Exercise material:
----------------
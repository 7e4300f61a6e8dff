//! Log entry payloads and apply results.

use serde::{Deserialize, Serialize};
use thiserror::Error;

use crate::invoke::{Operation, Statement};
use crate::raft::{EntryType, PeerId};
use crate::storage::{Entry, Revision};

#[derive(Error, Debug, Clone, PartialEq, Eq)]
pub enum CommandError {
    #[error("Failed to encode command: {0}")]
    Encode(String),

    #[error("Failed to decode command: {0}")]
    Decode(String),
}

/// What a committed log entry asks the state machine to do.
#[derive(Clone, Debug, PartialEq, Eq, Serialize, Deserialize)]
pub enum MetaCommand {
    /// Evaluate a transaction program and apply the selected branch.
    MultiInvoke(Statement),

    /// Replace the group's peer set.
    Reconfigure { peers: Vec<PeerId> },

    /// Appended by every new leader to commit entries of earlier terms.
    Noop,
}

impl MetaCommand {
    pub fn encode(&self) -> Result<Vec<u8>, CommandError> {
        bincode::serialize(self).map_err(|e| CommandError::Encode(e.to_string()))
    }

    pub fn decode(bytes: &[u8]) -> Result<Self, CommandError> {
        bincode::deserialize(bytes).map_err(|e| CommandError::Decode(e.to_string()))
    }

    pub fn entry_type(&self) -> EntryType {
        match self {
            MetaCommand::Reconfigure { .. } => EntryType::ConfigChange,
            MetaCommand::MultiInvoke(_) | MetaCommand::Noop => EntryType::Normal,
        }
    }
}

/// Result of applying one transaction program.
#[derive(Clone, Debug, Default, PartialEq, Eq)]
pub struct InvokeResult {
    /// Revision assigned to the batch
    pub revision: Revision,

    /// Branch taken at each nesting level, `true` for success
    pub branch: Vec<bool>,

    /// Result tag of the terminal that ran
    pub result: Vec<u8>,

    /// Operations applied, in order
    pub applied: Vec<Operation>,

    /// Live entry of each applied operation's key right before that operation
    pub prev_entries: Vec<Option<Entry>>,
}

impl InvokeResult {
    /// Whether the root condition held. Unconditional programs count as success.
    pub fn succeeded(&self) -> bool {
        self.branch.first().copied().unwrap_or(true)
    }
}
----------------
Task description:
In the records above, count the lines that contain the word "bincode" and state only that count.

The answer:
2